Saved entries

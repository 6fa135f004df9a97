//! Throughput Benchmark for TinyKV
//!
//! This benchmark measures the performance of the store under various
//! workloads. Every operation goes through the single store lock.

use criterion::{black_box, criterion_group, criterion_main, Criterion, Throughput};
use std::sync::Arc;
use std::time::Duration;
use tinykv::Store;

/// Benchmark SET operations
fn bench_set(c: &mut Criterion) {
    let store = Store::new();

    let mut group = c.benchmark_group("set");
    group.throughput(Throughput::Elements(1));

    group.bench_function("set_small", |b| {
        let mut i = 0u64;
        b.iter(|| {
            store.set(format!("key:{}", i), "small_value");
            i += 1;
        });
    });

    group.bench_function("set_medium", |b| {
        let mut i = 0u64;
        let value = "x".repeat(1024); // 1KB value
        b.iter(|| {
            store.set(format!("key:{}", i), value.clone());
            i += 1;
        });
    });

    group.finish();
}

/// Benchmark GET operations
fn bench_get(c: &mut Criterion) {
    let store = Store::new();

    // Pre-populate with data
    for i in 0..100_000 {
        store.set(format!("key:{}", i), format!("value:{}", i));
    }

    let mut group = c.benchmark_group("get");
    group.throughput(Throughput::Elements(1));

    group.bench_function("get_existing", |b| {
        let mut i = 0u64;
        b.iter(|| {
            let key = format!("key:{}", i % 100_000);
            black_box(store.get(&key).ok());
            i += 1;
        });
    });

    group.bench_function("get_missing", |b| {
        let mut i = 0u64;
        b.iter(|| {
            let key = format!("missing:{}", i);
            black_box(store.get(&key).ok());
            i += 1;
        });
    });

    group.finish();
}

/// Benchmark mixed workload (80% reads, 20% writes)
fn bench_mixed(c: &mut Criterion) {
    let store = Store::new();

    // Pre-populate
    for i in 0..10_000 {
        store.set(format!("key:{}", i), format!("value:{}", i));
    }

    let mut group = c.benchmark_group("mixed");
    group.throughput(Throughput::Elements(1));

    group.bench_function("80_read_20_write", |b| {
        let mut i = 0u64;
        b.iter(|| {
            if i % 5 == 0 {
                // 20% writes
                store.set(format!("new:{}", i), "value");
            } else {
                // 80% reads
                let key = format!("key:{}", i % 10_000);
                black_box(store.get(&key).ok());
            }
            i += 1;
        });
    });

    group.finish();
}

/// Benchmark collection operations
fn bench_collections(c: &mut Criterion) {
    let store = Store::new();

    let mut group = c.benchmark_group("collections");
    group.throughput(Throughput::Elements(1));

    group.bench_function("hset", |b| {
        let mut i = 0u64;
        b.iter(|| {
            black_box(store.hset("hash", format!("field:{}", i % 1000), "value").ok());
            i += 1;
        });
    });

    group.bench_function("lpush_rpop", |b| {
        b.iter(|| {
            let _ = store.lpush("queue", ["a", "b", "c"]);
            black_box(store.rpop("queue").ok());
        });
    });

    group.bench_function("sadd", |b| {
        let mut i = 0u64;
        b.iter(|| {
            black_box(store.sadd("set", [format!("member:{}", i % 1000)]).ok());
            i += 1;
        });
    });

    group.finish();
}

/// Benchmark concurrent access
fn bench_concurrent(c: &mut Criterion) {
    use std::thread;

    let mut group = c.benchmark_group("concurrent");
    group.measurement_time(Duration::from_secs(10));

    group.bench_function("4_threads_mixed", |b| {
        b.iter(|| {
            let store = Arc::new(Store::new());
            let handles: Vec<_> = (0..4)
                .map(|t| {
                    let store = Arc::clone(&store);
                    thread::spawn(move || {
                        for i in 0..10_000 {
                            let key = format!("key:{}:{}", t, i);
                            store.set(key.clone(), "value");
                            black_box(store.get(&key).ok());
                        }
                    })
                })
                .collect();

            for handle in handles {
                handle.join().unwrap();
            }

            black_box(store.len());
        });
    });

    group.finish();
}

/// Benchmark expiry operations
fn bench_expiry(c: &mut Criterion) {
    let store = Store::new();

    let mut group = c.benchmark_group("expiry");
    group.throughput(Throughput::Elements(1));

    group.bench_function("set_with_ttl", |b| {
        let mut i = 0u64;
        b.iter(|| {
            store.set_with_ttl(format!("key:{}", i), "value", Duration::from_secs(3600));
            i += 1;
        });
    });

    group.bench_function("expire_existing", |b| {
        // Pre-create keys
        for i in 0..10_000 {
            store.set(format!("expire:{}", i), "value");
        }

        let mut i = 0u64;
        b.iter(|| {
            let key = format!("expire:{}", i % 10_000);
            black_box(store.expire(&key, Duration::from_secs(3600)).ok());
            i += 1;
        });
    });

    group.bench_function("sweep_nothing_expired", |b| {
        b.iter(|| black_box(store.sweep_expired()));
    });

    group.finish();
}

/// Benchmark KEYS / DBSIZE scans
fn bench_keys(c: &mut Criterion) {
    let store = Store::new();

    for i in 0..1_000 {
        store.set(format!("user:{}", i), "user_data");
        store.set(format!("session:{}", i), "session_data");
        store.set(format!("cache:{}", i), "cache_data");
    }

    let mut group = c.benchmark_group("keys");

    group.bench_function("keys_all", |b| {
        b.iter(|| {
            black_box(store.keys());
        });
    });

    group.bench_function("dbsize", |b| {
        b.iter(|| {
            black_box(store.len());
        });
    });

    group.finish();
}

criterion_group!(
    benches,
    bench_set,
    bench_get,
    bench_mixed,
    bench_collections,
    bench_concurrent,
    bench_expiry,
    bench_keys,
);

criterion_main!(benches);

--

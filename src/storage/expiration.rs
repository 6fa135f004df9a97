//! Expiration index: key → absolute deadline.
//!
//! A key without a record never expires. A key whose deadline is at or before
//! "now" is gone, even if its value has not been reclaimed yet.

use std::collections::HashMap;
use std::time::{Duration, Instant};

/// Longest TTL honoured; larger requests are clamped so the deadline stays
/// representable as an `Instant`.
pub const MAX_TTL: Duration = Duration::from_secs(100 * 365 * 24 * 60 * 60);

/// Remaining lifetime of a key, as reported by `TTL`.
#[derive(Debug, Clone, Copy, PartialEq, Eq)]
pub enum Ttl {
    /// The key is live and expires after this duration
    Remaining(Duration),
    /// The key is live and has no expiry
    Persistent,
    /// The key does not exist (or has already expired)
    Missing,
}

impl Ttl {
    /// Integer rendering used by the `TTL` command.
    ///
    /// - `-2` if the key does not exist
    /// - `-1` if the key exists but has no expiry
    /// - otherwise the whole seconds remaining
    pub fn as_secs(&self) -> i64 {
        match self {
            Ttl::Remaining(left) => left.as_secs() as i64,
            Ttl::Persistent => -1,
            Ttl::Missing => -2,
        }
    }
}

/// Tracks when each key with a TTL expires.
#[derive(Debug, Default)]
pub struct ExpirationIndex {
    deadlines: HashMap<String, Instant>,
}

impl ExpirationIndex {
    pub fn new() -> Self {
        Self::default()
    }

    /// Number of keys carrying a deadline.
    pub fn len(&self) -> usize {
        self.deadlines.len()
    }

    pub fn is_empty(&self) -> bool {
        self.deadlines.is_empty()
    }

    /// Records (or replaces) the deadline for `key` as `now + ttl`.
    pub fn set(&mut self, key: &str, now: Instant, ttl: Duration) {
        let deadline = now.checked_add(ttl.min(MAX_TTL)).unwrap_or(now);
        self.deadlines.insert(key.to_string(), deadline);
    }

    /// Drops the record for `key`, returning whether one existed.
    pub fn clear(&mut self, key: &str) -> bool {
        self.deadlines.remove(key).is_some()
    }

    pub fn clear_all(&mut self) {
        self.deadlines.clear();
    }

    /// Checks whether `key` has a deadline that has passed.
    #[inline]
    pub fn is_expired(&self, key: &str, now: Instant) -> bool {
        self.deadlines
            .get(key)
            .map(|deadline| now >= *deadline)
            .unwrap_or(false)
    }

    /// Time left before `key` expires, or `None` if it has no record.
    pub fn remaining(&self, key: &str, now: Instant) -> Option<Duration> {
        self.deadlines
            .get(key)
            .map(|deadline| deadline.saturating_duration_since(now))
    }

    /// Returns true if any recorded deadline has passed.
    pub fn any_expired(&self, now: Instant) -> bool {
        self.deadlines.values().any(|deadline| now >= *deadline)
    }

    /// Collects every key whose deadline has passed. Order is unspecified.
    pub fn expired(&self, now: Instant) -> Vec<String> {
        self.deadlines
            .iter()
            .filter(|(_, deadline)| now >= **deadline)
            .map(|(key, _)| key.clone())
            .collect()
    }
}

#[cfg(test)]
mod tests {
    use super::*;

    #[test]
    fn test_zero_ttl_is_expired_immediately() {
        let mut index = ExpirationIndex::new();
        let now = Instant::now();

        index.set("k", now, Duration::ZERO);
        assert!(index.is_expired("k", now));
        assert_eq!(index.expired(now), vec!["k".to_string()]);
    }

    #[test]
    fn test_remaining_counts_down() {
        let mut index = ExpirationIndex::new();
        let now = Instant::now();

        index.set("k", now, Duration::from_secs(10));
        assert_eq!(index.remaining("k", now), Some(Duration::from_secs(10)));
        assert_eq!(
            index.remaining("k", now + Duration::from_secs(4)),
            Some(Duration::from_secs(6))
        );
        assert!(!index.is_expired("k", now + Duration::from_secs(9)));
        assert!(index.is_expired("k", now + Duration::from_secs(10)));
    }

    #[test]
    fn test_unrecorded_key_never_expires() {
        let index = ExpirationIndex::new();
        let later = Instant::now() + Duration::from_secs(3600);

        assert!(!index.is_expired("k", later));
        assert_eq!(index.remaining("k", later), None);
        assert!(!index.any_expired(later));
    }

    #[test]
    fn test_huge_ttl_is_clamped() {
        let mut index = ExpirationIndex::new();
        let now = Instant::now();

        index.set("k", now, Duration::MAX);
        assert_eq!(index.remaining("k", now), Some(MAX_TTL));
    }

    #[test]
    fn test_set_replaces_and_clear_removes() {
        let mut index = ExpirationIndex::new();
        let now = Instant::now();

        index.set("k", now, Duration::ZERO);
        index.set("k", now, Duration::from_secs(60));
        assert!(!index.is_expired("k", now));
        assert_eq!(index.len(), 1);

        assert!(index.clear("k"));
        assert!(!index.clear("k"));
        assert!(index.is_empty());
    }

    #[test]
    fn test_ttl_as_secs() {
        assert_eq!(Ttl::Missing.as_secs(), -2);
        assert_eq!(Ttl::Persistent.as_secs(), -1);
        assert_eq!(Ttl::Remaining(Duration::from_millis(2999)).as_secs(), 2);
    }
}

==

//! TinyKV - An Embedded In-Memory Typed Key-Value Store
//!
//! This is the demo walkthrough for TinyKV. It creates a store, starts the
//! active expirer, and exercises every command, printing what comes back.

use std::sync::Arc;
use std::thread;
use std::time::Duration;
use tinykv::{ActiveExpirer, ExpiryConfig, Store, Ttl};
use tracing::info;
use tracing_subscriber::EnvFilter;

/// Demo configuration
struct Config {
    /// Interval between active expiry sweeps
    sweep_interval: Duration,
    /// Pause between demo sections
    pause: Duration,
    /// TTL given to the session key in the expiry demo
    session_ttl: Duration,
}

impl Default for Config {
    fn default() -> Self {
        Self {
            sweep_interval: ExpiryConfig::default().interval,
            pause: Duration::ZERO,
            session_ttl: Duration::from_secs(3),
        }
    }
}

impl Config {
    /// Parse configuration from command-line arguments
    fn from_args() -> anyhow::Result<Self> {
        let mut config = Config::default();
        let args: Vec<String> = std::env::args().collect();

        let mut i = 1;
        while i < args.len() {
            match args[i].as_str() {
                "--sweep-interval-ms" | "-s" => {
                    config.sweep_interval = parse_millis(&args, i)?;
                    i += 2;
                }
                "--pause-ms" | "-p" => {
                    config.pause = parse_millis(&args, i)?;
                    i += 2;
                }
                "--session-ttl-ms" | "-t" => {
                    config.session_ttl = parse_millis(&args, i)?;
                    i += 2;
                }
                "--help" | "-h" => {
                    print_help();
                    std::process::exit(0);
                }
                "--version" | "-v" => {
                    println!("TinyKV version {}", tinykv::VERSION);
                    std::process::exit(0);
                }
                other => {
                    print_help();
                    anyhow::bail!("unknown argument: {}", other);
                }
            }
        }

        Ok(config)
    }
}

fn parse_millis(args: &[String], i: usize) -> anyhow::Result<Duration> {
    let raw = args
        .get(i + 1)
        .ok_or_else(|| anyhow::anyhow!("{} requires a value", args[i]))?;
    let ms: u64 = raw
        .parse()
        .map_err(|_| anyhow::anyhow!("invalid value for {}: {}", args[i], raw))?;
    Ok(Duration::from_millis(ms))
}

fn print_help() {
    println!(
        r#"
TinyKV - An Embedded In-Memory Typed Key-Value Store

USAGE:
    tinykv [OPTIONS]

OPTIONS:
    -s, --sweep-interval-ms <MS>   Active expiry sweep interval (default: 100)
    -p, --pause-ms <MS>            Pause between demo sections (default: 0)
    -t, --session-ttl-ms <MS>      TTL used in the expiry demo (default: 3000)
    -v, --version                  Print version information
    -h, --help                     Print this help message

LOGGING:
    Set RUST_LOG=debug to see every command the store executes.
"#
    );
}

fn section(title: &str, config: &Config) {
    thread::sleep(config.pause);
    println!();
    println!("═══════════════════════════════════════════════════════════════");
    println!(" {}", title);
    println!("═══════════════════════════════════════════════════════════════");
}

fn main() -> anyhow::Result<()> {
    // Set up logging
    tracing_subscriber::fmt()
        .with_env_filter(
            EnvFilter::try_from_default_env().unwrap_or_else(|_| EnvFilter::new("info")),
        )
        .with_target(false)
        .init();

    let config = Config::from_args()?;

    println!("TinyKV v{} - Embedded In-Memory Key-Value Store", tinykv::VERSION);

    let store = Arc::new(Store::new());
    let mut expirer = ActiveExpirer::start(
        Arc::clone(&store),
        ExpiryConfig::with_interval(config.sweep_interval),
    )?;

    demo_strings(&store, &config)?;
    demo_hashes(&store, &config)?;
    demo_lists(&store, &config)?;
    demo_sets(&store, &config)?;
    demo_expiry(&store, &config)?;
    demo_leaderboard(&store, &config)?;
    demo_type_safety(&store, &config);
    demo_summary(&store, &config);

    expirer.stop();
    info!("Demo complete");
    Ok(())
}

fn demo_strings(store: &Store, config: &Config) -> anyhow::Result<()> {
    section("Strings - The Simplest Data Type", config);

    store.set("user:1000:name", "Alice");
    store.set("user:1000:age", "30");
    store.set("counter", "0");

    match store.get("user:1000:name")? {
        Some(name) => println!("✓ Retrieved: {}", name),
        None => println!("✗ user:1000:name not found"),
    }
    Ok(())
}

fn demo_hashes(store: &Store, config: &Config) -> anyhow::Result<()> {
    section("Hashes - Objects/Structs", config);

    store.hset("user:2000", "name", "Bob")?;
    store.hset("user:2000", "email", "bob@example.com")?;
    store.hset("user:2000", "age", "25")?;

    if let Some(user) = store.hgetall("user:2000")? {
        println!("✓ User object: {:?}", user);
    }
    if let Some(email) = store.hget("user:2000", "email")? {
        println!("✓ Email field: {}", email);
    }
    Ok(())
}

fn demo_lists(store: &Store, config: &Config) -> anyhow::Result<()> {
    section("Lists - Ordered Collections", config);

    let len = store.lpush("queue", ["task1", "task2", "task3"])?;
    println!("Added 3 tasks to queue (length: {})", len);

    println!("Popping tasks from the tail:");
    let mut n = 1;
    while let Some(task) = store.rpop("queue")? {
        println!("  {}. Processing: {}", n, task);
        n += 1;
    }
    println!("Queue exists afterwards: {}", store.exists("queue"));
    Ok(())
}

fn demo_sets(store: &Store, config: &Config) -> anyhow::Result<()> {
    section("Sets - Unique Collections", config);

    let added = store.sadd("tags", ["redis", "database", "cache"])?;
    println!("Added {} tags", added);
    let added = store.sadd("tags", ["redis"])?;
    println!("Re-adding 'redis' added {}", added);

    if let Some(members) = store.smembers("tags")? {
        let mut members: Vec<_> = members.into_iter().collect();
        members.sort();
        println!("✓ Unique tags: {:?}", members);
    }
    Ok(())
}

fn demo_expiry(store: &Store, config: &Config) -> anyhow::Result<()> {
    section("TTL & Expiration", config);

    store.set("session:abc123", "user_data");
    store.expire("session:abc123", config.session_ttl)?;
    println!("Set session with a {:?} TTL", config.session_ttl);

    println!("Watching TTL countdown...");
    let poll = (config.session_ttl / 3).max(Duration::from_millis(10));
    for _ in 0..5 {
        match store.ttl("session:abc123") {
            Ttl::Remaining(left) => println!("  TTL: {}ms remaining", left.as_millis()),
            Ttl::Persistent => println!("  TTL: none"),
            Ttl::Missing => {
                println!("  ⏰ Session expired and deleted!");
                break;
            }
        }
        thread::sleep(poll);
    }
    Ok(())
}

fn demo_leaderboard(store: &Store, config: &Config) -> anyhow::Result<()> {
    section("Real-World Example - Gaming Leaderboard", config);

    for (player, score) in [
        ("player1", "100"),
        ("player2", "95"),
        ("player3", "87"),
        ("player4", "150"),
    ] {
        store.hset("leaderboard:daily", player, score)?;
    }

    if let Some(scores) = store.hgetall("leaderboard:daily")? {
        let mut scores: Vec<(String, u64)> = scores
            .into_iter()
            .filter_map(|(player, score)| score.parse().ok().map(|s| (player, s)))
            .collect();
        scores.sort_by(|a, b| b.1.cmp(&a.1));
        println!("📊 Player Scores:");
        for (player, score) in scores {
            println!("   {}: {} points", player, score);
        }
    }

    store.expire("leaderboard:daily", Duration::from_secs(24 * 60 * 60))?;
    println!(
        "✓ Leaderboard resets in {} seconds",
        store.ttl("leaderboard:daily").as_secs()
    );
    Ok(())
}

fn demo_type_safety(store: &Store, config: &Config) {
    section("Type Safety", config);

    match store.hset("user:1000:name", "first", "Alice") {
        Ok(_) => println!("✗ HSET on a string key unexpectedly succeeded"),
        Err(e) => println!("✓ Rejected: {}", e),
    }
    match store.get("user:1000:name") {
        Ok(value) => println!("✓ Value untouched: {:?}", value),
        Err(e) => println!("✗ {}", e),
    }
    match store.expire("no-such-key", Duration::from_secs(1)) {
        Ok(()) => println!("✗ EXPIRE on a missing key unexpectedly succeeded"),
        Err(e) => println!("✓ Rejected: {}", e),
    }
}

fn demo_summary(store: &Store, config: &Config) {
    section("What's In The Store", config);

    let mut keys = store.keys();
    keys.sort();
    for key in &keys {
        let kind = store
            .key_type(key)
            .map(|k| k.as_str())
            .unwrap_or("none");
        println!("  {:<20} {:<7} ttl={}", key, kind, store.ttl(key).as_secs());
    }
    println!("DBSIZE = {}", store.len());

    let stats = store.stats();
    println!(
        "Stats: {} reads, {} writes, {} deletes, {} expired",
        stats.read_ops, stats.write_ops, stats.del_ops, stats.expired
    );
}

■ Exercise description:
List the lines of the records where "Typed" occurs.

■ Response:
//! TinyKV - An Embedded In-Memory Typed Key-Value Store
TinyKV - An Embedded In-Memory Typed Key-Value Store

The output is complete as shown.